Chongzhi Zang, Ph.D.

Assistant Professor of Public Health Sciences
Assistant Professor of Biochemistry and Molecular Genetics
Assistant Professor of Biomedical Engineering

Center for Public Health Genomics
University of Virginia School of Medicine
P. O. Box 800717, Charlottesville, VA 22908

Office: West Complex (MSB) 6131C
Phone: 434-243-5397
Email: zang@virginia.edu

CV: download
Lab website: https://zanglab.github.io/


Education and Training

B.S., Physics, Peking University, 2005

Ph.D., Physics, The George Washington University, 2010

Postdoc, Biostatistics and Computational Biology, Dana-Farber Cancer Institute, Harvard University, 2010–2016


Research Interests

Bioinformatics methodology development; Epigenetics and chromatin biology; Transcriptional regulation; Cancer genomics and epigenomics; Statistical methods for biomedical data integration; Theoretical and computational biophysics


Research Description

The research in my lab focuses on developing computational methodologies and integrative genomics approaches to study epigenetics and transcriptional regulation of gene expression in a variety of mammalian cell systems and human diseases such as cancer.

How gene expression is regulated in chromatin is a fundamental question in molecular biology. High-throughput technologies such as next-generation sequencing (NGS) have become powerful tools for studying gene regulation at the genomic scale. We conduct computational research that leverages these genomics technologies.
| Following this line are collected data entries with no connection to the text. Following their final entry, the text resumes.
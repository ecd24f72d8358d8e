use thiserror::Error;

#[derive(Error, Debug)]
pub enum BackendError {
    /// The backend answered with a non-success status.
    #[error("{operation} failed: HTTP {status} {body}")]
    Transport {
        operation: &'static str,
        status: u16,
        body: String,
    },

    #[error("HTTP error: {0}")]
    Http(#[from] reqwest::Error),

    /// The body could not be parsed as JSON at all.
    #[error("{operation} returned malformed JSON: {source}")]
    Decode {
        operation: &'static str,
        #[source]
        source: serde_json::Error,
    },

    #[error("Invalid API root {url:?}: {source}")]
    InvalidApiRoot {
        url: String,
        #[source]
        source: url::ParseError,
    },

    #[error(transparent)]
    Request(#[from] ragpilot_retrieval::RetrievalError),
}

impl BackendError {
    /// HTTP status of a transport failure.
    pub fn status(&self) -> Option<u16> {
        match self {
            BackendError::Transport { status, .. } => Some(*status),
            BackendError::Http(err) => err.status().map(u16::from),
            _ => None,
        }
    }
}

pub type Result<T> = std::result::Result<T, BackendError>;
//! Opening connections.
//!
//! A [`Connection`] is one TCP socket, optionally TLS wrapped, bound to one host and port. It is
//! owned by a single call and closed when dropped. Connections are never pooled or reused.

use std::fmt;
use std::io::{self, Read, Write};
use std::net::{SocketAddr, TcpStream, ToSocketAddrs};
use std::time::Duration;

use rustls::{ClientConnection, StreamOwned};

use crate::error::Stage;
use crate::target::Target;
use crate::timeout::Deadline;
use crate::Error;

mod tls;

pub use self::tls::TlsConnector;

#[cfg(test)]
pub(crate) mod mock;

/// A duplex byte stream whose blocking operations can be given a timeout.
pub trait Transport: Read + Write {
    /// Timeout for the next reads and writes. `None` blocks forever.
    fn set_io_timeout(&mut self, timeout: Option<Duration>) -> io::Result<()>;
}

/// An open connection to one (host, port, scheme).
pub enum Connection {
    /// Plain TCP.
    Plain(TcpStream),
    /// TLS over TCP, handshake completed.
    Tls(Box<StreamOwned<ClientConnection, TcpStream>>),
}

impl Connection {
    /// Resolve, connect and (for https) handshake.
    ///
    /// Name resolution itself can't be interrupted, but the deadline is checked right after it.
    pub fn open(target: &Target, deadline: &Deadline, tls: &TlsConnector) -> Result<Self, Error> {
        let addrs = resolve(target)?;
        deadline.remaining(Stage::Resolve)?;

        let tcp = connect(target, &addrs, deadline)?;

        if let Err(e) = tcp.set_nodelay(true) {
            debug!("Failed to set TCP_NODELAY: {}", e);
        }

        if !target.scheme().is_secure() {
            debug!("Connected plain to {}:{}", target.host(), target.port());
            return Ok(Connection::Plain(tcp));
        }

        let stream = tls.handshake(target.connect_host(), tcp, deadline)?;
        debug!("Connected tls to {}:{}", target.host(), target.port());

        Ok(Connection::Tls(Box::new(stream)))
    }

    fn tcp(&self) -> &TcpStream {
        match self {
            Connection::Plain(s) => s,
            Connection::Tls(s) => s.get_ref(),
        }
    }

    /// Address of the remote end.
    pub fn peer_addr(&self) -> io::Result<SocketAddr> {
        self.tcp().peer_addr()
    }
}

fn resolve(target: &Target) -> Result<Vec<SocketAddr>, Error> {
    let host = target.connect_host();
    let port = target.port();

    let addrs: Vec<SocketAddr> = (host, port)
        .to_socket_addrs()
        .map_err(|e| Error::ConnectFailed(format!("{}:{}: {}", host, port, e)))?
        .collect();

    if addrs.is_empty() {
        return Err(Error::ConnectFailed(format!(
            "{}:{}: no addresses found",
            host, port
        )));
    }

    trace!("Resolved {}:{} to {:?}", host, port, addrs);

    Ok(addrs)
}

fn connect(target: &Target, addrs: &[SocketAddr], deadline: &Deadline) -> Result<TcpStream, Error> {
    let mut last_err = None;

    for addr in addrs {
        let left = deadline.remaining(Stage::Connect)?;

        debug!("Connecting to {} (timeout {:?})", addr, left);

        match TcpStream::connect_timeout(addr, left) {
            Ok(s) => return Ok(s),
            Err(e) => {
                debug!("Connect to {} failed: {}", addr, e);
                last_err = Some(e);
            }
        }
    }

    match last_err {
        Some(e) => Err(connect_error(target, e, deadline)),
        None => Err(Error::Timeout(Stage::Connect)),
    }
}

/// Map the last failed connect attempt. Anything after the deadline is a timeout.
fn connect_error(target: &Target, e: io::Error, deadline: &Deadline) -> Error {
    if deadline.is_expired()
        || matches!(e.kind(), io::ErrorKind::TimedOut | io::ErrorKind::WouldBlock)
    {
        return Error::Timeout(Stage::Connect);
    }

    Error::ConnectFailed(format!("{}:{}: {}", target.host(), target.port(), e))
}

impl Read for Connection {
    fn read(&mut self, buf: &mut [u8]) -> io::Result<usize> {
        match self {
            Connection::Plain(s) => s.read(buf),
            Connection::Tls(s) => match s.read(buf) {
                // Plenty of servers close without sending close_notify. Treat it as a regular
                // end of stream and let body framing decide whether data is missing.
                Err(e) if e.kind() == io::ErrorKind::UnexpectedEof => Ok(0),
                r => r,
            },
        }
    }
}

impl Write for Connection {
    fn write(&mut self, buf: &[u8]) -> io::Result<usize> {
        match self {
            Connection::Plain(s) => s.write(buf),
            Connection::Tls(s) => s.write(buf),
        }
    }

    fn flush(&mut self) -> io::Result<()> {
        match self {
            Connection::Plain(s) => s.flush(),
            Connection::Tls(s) => s.flush(),
        }
    }
}

impl Transport for Connection {
    fn set_io_timeout(&mut self, timeout: Option<Duration>) -> io::Result<()> {
        let tcp = self.tcp();
        tcp.set_read_timeout(timeout)?;
        tcp.set_write_timeout(timeout)
    }
}

impl Drop for Connection {
    fn drop(&mut self) {
        debug!("Close {:?}", self);
    }
}

impl fmt::Debug for Connection {
    fn fmt(&self, f: &mut fmt::Formatter<'_>) -> fmt::Result {
        let kind = match self {
            Connection::Plain(_) => "Plain",
            Connection::Tls(_) => "Tls",
        };
        match self.peer_addr() {
            Ok(addr) => write!(f, "Connection<{}>({})", kind, addr),
            Err(_) => write!(f, "Connection<{}>", kind),
        }
    }
}

#[cfg(test)]
mod tests {
    use super::*;
    use std::net::TcpListener;

    #[test]
    fn open_plain() {
        let listener = TcpListener::bind("127.0.0.1:0").unwrap();
        let port = listener.local_addr().unwrap().port();

        let target = Target::parse(&format!("http://127.0.0.1:{}/", port)).unwrap();
        let deadline = Deadline::after(Duration::from_secs(5));
        let tls = TlsConnector::new(true);

        let conn = Connection::open(&target, &deadline, &tls).unwrap();
        assert!(matches!(conn, Connection::Plain(_)));
        assert_eq!(conn.peer_addr().unwrap().port(), port);
    }

    #[test]
    fn open_refused() {
        // Bind then drop to get a port nothing listens on.
        let port = {
            let listener = TcpListener::bind("127.0.0.1:0").unwrap();
            listener.local_addr().unwrap().port()
        };

        let target = Target::parse(&format!("http://127.0.0.1:{}/", port)).unwrap();
        let deadline = Deadline::after(Duration::from_secs(5));
        let tls = TlsConnector::new(true);

        let err = Connection::open(&target, &deadline, &tls).unwrap_err();
        assert!(matches!(err, Error::ConnectFailed(_)), "{:?}", err);
    }

    #[test]
    fn connect_with_no_time_left() {
        let target = Target::parse("http://10.255.255.1:81/").unwrap();
        let addrs: Vec<SocketAddr> = vec!["10.255.255.1:81".parse().unwrap()];
        let deadline = Deadline::after(Duration::ZERO);

        let err = connect(&target, &addrs, &deadline).unwrap_err();
        assert_eq!(err, Error::Timeout(Stage::Connect));
    }

    #[test]
    fn connect_timed_out_is_timeout() {
        let target = Target::parse("http://10.255.255.1:81/").unwrap();
        let deadline = Deadline::after(Duration::from_secs(5));

        let e = io::Error::new(io::ErrorKind::TimedOut, "connection timed out");
        assert_eq!(
            connect_error(&target, e, &deadline),
            Error::Timeout(Stage::Connect)
        );

        let e = io::Error::new(io::ErrorKind::WouldBlock, "would block");
        assert_eq!(
            connect_error(&target, e, &deadline),
            Error::Timeout(Stage::Connect)
        );
    }

    #[test]
    fn connect_error_after_deadline_is_timeout() {
        let target = Target::parse("http://10.255.255.1:81/").unwrap();
        let deadline = Deadline::after(Duration::ZERO);

        // Whatever the OS reports, the deadline has passed.
        let e = io::Error::new(io::ErrorKind::ConnectionRefused, "refused");
        assert_eq!(
            connect_error(&target, e, &deadline),
            Error::Timeout(Stage::Connect)
        );
    }

    #[test]
    fn connect_refused_is_connect_failed() {
        let target = Target::parse("http://10.255.255.1:81/").unwrap();
        let deadline = Deadline::after(Duration::from_secs(5));

        let e = io::Error::new(io::ErrorKind::ConnectionRefused, "refused");
        let err = connect_error(&target, e, &deadline);
        assert!(matches!(err, Error::ConnectFailed(_)), "{:?}", err);
    }

    #[test]
    fn open_unknown_host() {
        let target = Target::parse("http://does-not-exist.invalid/").unwrap();
        let deadline = Deadline::after(Duration::from_secs(5));
        let tls = TlsConnector::new(true);

        let err = Connection::open(&target, &deadline, &tls).unwrap_err();
        assert!(matches!(err, Error::ConnectFailed(_)), "{:?}", err);
    }
}
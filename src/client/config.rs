use std::fmt;
use std::time::Duration;

use http::{HeaderName, HeaderValue};

use crate::headers::Headers;
use crate::Error;

/// Default timeout for an entire call.
pub const DEFAULT_TIMEOUT: Duration = Duration::from_secs(30);

/// Default max number of redirects followed per call.
pub const DEFAULT_MAX_REDIRECTS: u32 = 5;

/// Strategy for keeping `authorization` headers during redirects.
///
/// `cookie` headers are always removed on redirect, regardless of this setting.
#[derive(Debug, Clone, Copy, Default, PartialEq, Eq)]
#[non_exhaustive]
pub enum RedirectAuthHeaders {
    /// Never preserve the `authorization` header on redirect. This is the default.
    #[default]
    Never,
    /// Preserve the `authorization` header when the redirect is to the same host and port. The
    /// scheme must stay the same or go from `http` to `https`, never the reverse.
    SameHost,
}

/// Client configuration.
///
/// Immutable once built. Create with [`Config::builder`].
#[derive(Clone)]
pub struct Config {
    timeout: Duration,
    max_redirects: u32,
    follow_redirects: bool,
    verify_tls: bool,
    redirect_auth_headers: RedirectAuthHeaders,
    default_headers: Headers,
}

impl Config {
    /// Start from the defaults.
    pub fn builder() -> ConfigBuilder {
        ConfigBuilder::new()
    }

    /// Timeout for an entire call, redirects included.
    pub fn timeout(&self) -> Duration {
        self.timeout
    }

    /// Max redirects followed in one call.
    pub fn max_redirects(&self) -> u32 {
        self.max_redirects
    }

    /// Tell if 3xx responses with `location` are followed.
    pub fn follow_redirects(&self) -> bool {
        self.follow_redirects
    }

    /// Tell if TLS certificates are verified.
    pub fn verify_tls(&self) -> bool {
        self.verify_tls
    }

    /// When `authorization` survives a redirect.
    pub fn redirect_auth_headers(&self) -> RedirectAuthHeaders {
        self.redirect_auth_headers
    }

    /// The `user-agent` default header, if one is set.
    pub fn user_agent(&self) -> Option<&str> {
        self.default_headers.get_str("user-agent")
    }

    /// Headers added to each request unless the request sets the same name.
    pub fn default_headers(&self) -> &Headers {
        &self.default_headers
    }
}

impl Default for Config {
    fn default() -> Self {
        ConfigBuilder::new().inner
    }
}

impl fmt::Debug for Config {
    fn fmt(&self, f: &mut fmt::Formatter<'_>) -> fmt::Result {
        f.debug_struct("Config")
            .field("timeout", &self.timeout)
            .field("max_redirects", &self.max_redirects)
            .field("follow_redirects", &self.follow_redirects)
            .field("verify_tls", &self.verify_tls)
            .field("redirect_auth_headers", &self.redirect_auth_headers)
            .field("default_headers", &self.default_headers)
            .finish()
    }
}

/// Builder for [`Config`].
pub struct ConfigBuilder {
    inner: Config,
    error: Option<Error>,
}

impl ConfigBuilder {
    fn new() -> Self {
        let mut default_headers = Headers::new();
        default_headers.push(http::header::ACCEPT, HeaderValue::from_static("*/*"));
        default_headers.push(
            http::header::USER_AGENT,
            HeaderValue::from_static(concat!("sockhttp/", env!("CARGO_PKG_VERSION"))),
        );
        default_headers.push(http::header::CONNECTION, HeaderValue::from_static("close"));

        ConfigBuilder {
            inner: Config {
                timeout: DEFAULT_TIMEOUT,
                max_redirects: DEFAULT_MAX_REDIRECTS,
                follow_redirects: true,
                verify_tls: true,
                redirect_auth_headers: RedirectAuthHeaders::Never,
                default_headers,
            },
            error: None,
        }
    }

    /// Timeout for an entire call. Defaults to 30 seconds.
    pub fn timeout(mut self, timeout: Duration) -> Self {
        self.inner.timeout = timeout;
        self
    }

    /// Max redirects followed per call. Defaults to 5, 0 fails on the first redirect.
    pub fn max_redirects(mut self, max: u32) -> Self {
        self.inner.max_redirects = max;
        self
    }

    /// Whether to follow redirects at all. When off, 3xx responses are returned as is.
    pub fn follow_redirects(mut self, follow: bool) -> Self {
        self.inner.follow_redirects = follow;
        self
    }

    /// Turning this off accepts any certificate. Only for testing.
    pub fn verify_tls(mut self, verify: bool) -> Self {
        self.inner.verify_tls = verify;
        self
    }

    /// When to keep `authorization` on redirect. Defaults to [`RedirectAuthHeaders::Never`].
    pub fn redirect_auth_headers(mut self, v: RedirectAuthHeaders) -> Self {
        self.inner.redirect_auth_headers = v;
        self
    }

    /// Set the `user-agent` default header.
    pub fn user_agent(self, agent: &str) -> Self {
        self.default_header(http::header::USER_AGENT, agent)
    }

    /// Set a default header, replacing an earlier default with the same name.
    pub fn default_header<K, V>(mut self, key: K, value: V) -> Self
    where
        HeaderName: TryFrom<K>,
        <HeaderName as TryFrom<K>>::Error: Into<http::Error>,
        HeaderValue: TryFrom<V>,
        <HeaderValue as TryFrom<V>>::Error: Into<http::Error>,
    {
        if self.error.is_some() {
            return self;
        }

        let mut single = Headers::new();
        if let Err(e) = single.append(key, value) {
            self.error = Some(e);
            return self;
        }

        for (k, v) in single.iter() {
            self.inner.default_headers.remove(k);
            self.inner.default_headers.push(k.clone(), v.clone());
        }

        self
    }

    /// Remove a default header, e.g. to not send `user-agent` at all.
    pub fn remove_default_header(mut self, key: HeaderName) -> Self {
        self.inner.default_headers.remove(&key);
        self
    }

    /// Finish the config. Fails if a default header was invalid.
    pub fn build(self) -> Result<Config, Error> {
        if let Some(e) = self.error {
            return Err(e);
        }
        Ok(self.inner)
    }
}
#[cfg(test)]
mod tests {
    use super::*;
    use crate::transport::mock::MockTransport;
    use std::time::Duration;

    fn url() -> Target {
        Target::parse("http://q.test/").unwrap()
    }

    fn parse_all(input: &[u8]) -> Result<Response, Error> {
        let mut t = MockTransport::new(input).with_step(7);
        let deadline = Deadline::after(Duration::from_secs(5));
        parse(&mut t, deadline, &Method::GET, url())
    }

    const RESPONSE: &[u8] = b"\
        HTTP/1.1 200 OK\r\n\
        Content-Length: 123\r\n\
        Content-Type: text/plain\r\n\
        \r\n";

    #[test]
    fn receive_incomplete_response() {
        for i in 0..RESPONSE.len() - 1 {
            let r = try_parse_response(&RESPONSE[..i]).unwrap();
            assert!(r.is_none(), "parsed at {}", i);
        }
    }

    #[test]
    fn receive_complete_response() {
        let (input_used, head) = try_parse_response(RESPONSE).unwrap().unwrap();
        assert_eq!(input_used, 66);
        assert_eq!(head.version, Version::HTTP_11);
        assert_eq!(head.status, StatusCode::OK);
        assert_eq!(head.reason, "OK");
        assert_eq!(head.headers.get_str("content-length"), Some("123"));
        assert_eq!(head.headers.get_str("Content-Type"), Some("text/plain"));
    }

    #[test]
    fn content_length_body() {
        let r = parse_all(b"HTTP/1.1 200 OK\r\nContent-Length: 5\r\n\r\nhello").unwrap();
        assert_eq!(r.status(), StatusCode::OK);
        assert_eq!(r.body(), b"hello");
    }

    #[test]
    fn content_length_truncated() {
        let err = parse_all(b"HTTP/1.1 200 OK\r\nContent-Length: 5\r\n\r\nhel").unwrap_err();
        assert_eq!(
            err,
            Error::TruncatedBody {
                expected: 5,
                received: 3
            }
        );
    }

    #[test]
    fn content_length_ignores_trailing_bytes() {
        let r = parse_all(b"HTTP/1.1 200 OK\r\nContent-Length: 2\r\n\r\nhello").unwrap();
        assert_eq!(r.body(), b"he");
    }

    #[test]
    fn chunked_body() {
        let r = parse_all(
            b"HTTP/1.1 200 OK\r\nTransfer-Encoding: chunked\r\n\r\n4\r\nWiki\r\n0\r\n\r\n",
        )
        .unwrap();
        assert_eq!(r.body(), b"Wiki");
    }

    #[test]
    fn chunked_wins_over_content_length() {
        let r = parse_all(
            b"HTTP/1.1 200 OK\r\n\
            Content-Length: 100\r\n\
            Transfer-Encoding: chunked\r\n\
            \r\n\
            4\r\nWiki\r\n5\r\npedia\r\n0\r\n\r\n",
        )
        .unwrap();
        assert_eq!(r.body(), b"Wikipedia");
    }

    #[test]
    fn close_delimited_body() {
        let r = parse_all(b"HTTP/1.0 200 OK\r\n\r\nuntil the end").unwrap();
        assert_eq!(r.version(), Version::HTTP_10);
        assert_eq!(r.body(), b"until the end");
    }

    #[test]
    fn close_delimited_times_out() {
        let mut t = MockTransport::new(b"HTTP/1.1 200 OK\r\n\r\npartial").stalled();
        let deadline = Deadline::after(Duration::from_secs(5));
        let err = parse(&mut t, deadline, &Method::GET, url()).unwrap_err();
        assert_eq!(err, Error::Timeout(Stage::RecvBody));
    }

    #[test]
    fn head_times_out() {
        let mut t = MockTransport::new(b"HTTP/1.1 200 OK\r\n").stalled();
        let deadline = Deadline::after(Duration::from_secs(5));
        let err = parse(&mut t, deadline, &Method::GET, url()).unwrap_err();
        assert_eq!(err, Error::Timeout(Stage::RecvResponse));
    }

    #[test]
    fn head_request_has_no_body() {
        let mut t = MockTransport::new(b"HTTP/1.1 200 OK\r\nContent-Length: 5\r\n\r\n");
        let deadline = Deadline::after(Duration::from_secs(5));
        let r = parse(&mut t, deadline, &Method::HEAD, url()).unwrap();
        assert!(r.body().is_empty());
    }

    #[test]
    fn no_content_has_no_body() {
        let r = parse_all(b"HTTP/1.1 204 No Content\r\n\r\n").unwrap();
        assert_eq!(r.status(), StatusCode::NO_CONTENT);
        assert!(r.body().is_empty());
    }

    #[test]
    fn skips_interim_responses() {
        let r = parse_all(
            b"HTTP/1.1 100 Continue\r\n\r\n\
            HTTP/1.1 102 Processing\r\n\r\n\
            HTTP/1.1 201 Created\r\nContent-Length: 2\r\n\r\nok",
        )
        .unwrap();
        assert_eq!(r.status(), StatusCode::CREATED);
        assert_eq!(r.reason(), "Created");
        assert_eq!(r.body(), b"ok");
    }

    #[test]
    fn duplicate_headers_kept_in_order() {
        let r = parse_all(
            b"HTTP/1.1 200 OK\r\n\
            Set-Cookie: a=1\r\n\
            X-Other: y\r\n\
            Set-Cookie: b=2\r\n\
            Content-Length: 0\r\n\
            \r\n",
        )
        .unwrap();
        let cookies: Vec<_> = r
            .headers()
            .get_all("set-cookie")
            .map(|v| v.to_str().unwrap())
            .collect();
        assert_eq!(cookies, ["a=1", "b=2"]);

        let names: Vec<_> = r.headers().iter().map(|(k, _)| k.as_str()).collect();
        assert_eq!(names, ["set-cookie", "x-other", "set-cookie", "content-length"]);
    }

    #[test]
    fn malformed_status_line() {
        let err = parse_all(b"HTTP/1.1200 OK\r\n\r\n").unwrap_err();
        assert!(matches!(err, Error::MalformedStatusLine(_)), "{:?}", err);

        let err = parse_all(b"HTTP/2 200 OK\r\n\r\n").unwrap_err();
        assert!(matches!(err, Error::MalformedStatusLine(_)), "{:?}", err);

        let err = parse_all(b"SSH-2.0-OpenSSH\r\n\r\n").unwrap_err();
        assert!(matches!(err, Error::MalformedStatusLine(_)), "{:?}", err);
    }

    #[test]
    fn status_code_out_of_range() {
        let err = parse_all(b"HTTP/1.1 600 Nope\r\n\r\n").unwrap_err();
        assert!(matches!(err, Error::MalformedStatusLine(_)), "{:?}", err);
    }

    #[test]
    fn malformed_header() {
        let err = parse_all(b"HTTP/1.1 200 OK\r\nNo colon here\r\n\r\n").unwrap_err();
        assert!(matches!(err, Error::MalformedHeader(_)), "{:?}", err);
    }

    #[test]
    fn folded_header_rejected() {
        let err = parse_all(b"HTTP/1.1 200 OK\r\nX-A: 1\r\n continued\r\n\r\n").unwrap_err();
        assert!(matches!(err, Error::MalformedHeader(_)), "{:?}", err);
    }

    #[test]
    fn too_many_headers() {
        let mut res = String::from("HTTP/1.1 200 OK\r\n");
        for i in 0..(MAX_RESPONSE_HEADERS + 1) {
            res.push_str(&format!("X-Header-{}: value\r\n", i));
        }
        res.push_str("\r\n");

        let err = parse_all(res.as_bytes()).unwrap_err();
        assert!(matches!(err, Error::MalformedHeader(_)), "{:?}", err);
    }

    #[test]
    fn closed_before_response() {
        let err = parse_all(b"").unwrap_err();
        assert!(matches!(err, Error::MalformedStatusLine(_)), "{:?}", err);

        let err = parse_all(b"HTTP/1.1 20").unwrap_err();
        assert!(matches!(err, Error::MalformedStatusLine(_)), "{:?}", err);

        let err = parse_all(b"HTTP/1.1 200 OK\r\nContent-Le").unwrap_err();
        assert!(matches!(err, Error::MalformedHeader(_)), "{:?}", err);
    }

    #[test]
    fn bad_content_length() {
        let err = parse_all(b"HTTP/1.1 200 OK\r\nContent-Length: -1\r\n\r\n").unwrap_err();
        assert!(matches!(err, Error::MalformedContentLength(_)), "{:?}", err);
    }

    #[test]
    fn read_line_variants() {
        let mut t = MockTransport::new(b"one\r\ntwo\nthree").with_step(2);
        let deadline = Deadline::after(Duration::from_secs(5));
        let mut input = Input::new(TimeoutGuard::new(&mut t, deadline, Stage::RecvBody));

        assert_eq!(input.read_line(100).unwrap().unwrap(), b"one");
        assert_eq!(input.read_line(100).unwrap().unwrap(), b"two");
        assert_eq!(input.read_line(100).unwrap(), None);
        assert_eq!(input.buffered(), b"three");
    }
}
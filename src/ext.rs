use http::{HeaderName, HeaderValue, Method, StatusCode};

use crate::util::compare_lowercase_ascii;

pub(crate) trait MethodExt {
    fn need_request_body(&self) -> bool;
    fn is_no_response_body(&self) -> bool;
}

impl MethodExt for Method {
    fn need_request_body(&self) -> bool {
        matches!(*self, Method::POST | Method::PUT | Method::PATCH)
    }

    fn is_no_response_body(&self) -> bool {
        *self == Method::HEAD
    }
}

pub(crate) trait StatusExt {
    /// 301, 302, 303 - the follow-up may change method.
    fn is_redirect_rewriting_method(&self) -> bool;

    /// 307, 308 - the follow-up keeps method and body.
    fn is_redirect_retaining_method(&self) -> bool;

    /// 204 and 304 never have a body.
    fn is_no_response_body(&self) -> bool;

    /// 1xx responses preceding the final response, except 101.
    fn is_interim(&self) -> bool;
}

impl StatusExt for StatusCode {
    fn is_redirect_rewriting_method(&self) -> bool {
        matches!(
            *self,
            StatusCode::MOVED_PERMANENTLY | StatusCode::FOUND | StatusCode::SEE_OTHER
        )
    }

    fn is_redirect_retaining_method(&self) -> bool {
        matches!(
            *self,
            StatusCode::TEMPORARY_REDIRECT | StatusCode::PERMANENT_REDIRECT
        )
    }

    fn is_no_response_body(&self) -> bool {
        matches!(*self, StatusCode::NO_CONTENT | StatusCode::NOT_MODIFIED)
    }

    fn is_interim(&self) -> bool {
        self.is_informational() && *self != StatusCode::SWITCHING_PROTOCOLS
    }
}

pub(crate) trait HeaderIterExt {
    /// Tell if any header `key` holds `value` in its comma separated list.
    fn has(self, key: HeaderName, value: &str) -> bool;
}

impl<'a, I: Iterator<Item = (&'a HeaderName, &'a HeaderValue)>> HeaderIterExt for I {
    fn has(self, key: HeaderName, value: &str) -> bool {
        self.filter(|i| i.0 == key).any(|i| {
            i.1.to_str()
                .map(|v| v.split(',').any(|p| compare_lowercase_ascii(p.trim(), value)))
                .unwrap_or(false)
        })
    }
}
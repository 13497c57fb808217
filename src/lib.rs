//! Minimal blocking HTTP/1.1 client on raw sockets.
//!
//! sockhttp opens a TCP connection per request (TLS wrapped for `https` using rustls), writes
//! the request bytes itself and parses the response itself. It does not hide the protocol
//! mechanics: request serialization ([`encode`]), response parsing ([`parse`]) and body
//! framing ([`FramingMode`]) are all public.
//!
//! * One connection per request, closed after the response is read. No pooling, no keep-alive.
//! * Responses are read whole into memory.
//! * One end-to-end [`Deadline`] bounds connect, TLS handshake, every write and every read of
//!   a call, including all redirect hops.
//! * 301, 302, 303, 307 and 308 are followed, up to [`Config::max_redirects`].
//!
//! ```no_run
//! let response = sockhttp::get("http://example.test/")
//!     .header("accept", "text/html")
//!     .call()
//!     .unwrap();
//!
//! println!("{} {}", response.status(), response.body_str().unwrap());
//! ```
//!
//! For more control, build a [`Client`] from a [`Config`].
//!
//! ```no_run
//! use std::time::Duration;
//! use sockhttp::{Client, Config};
//!
//! let client = Client::with_config(
//!     Config::builder()
//!         .timeout(Duration::from_secs(5))
//!         .follow_redirects(false)
//!         .build()
//!         .unwrap(),
//! );
//!
//! let response = client.head("https://example.test/").call().unwrap();
//! assert!(response.body().is_empty());
//! ```

#![forbid(unsafe_code)]
#![warn(clippy::all)]

#[macro_use]
extern crate log;

mod body;
mod error;
mod ext;
mod headers;
mod parser;
mod request;
mod response;
mod target;
mod timeout;
mod transport;
mod util;

pub mod client;

pub use body::FramingMode;
pub use client::{encode, Client, Config, ConfigBuilder, RedirectAuthHeaders};
pub use error::{Error, Stage};
pub use headers::Headers;
pub use parser::parse;
pub use request::{Request, RequestBuilder};
pub use response::Response;
pub use target::{Scheme, Target};
pub use timeout::{Deadline, TimeoutGuard};
pub use transport::{Connection, TlsConnector, Transport};

pub use http;

/// Start a `GET` request with a default [`Client`].
pub fn get(url: impl Into<String>) -> RequestBuilder {
    Request::get(url)
}

/// Start a `HEAD` request with a default [`Client`].
pub fn head(url: impl Into<String>) -> RequestBuilder {
    Request::head(url)
}

/// Start a `POST` request with a default [`Client`].
pub fn post(url: impl Into<String>) -> RequestBuilder {
    Request::post(url)
}

/// Start a `PUT` request with a default [`Client`].
pub fn put(url: impl Into<String>) -> RequestBuilder {
    Request::put(url)
}

/// Start a `PATCH` request with a default [`Client`].
pub fn patch(url: impl Into<String>) -> RequestBuilder {
    Request::patch(url)
}

/// Start a `DELETE` request with a default [`Client`].
pub fn delete(url: impl Into<String>) -> RequestBuilder {
    Request::delete(url)
}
Some research directions include:

1. Next-generation sequencing bioinformatics

We are interested in developing statistical methods and novel algorithms for analyzing massive data from next-generation sequencing (NGS) coupled with various assays for studying genomic chromatin profiles, such as ChIP-seq for transcription factor and histone mark profiling, ATAC-seq and DNase-seq for chromatin accessibility profiling, etc. As a pioneer in ChIP-seq bioinformatics, we developed SICER (Bioinformatics 2009), one of the most widely used methods for ChIP-seq data analysis with exceptional performance for board histone modification marks. We are developing novel statistical models and computational methods for analyzing DNase/ATAC-seq data and for studying chromatin dynamics.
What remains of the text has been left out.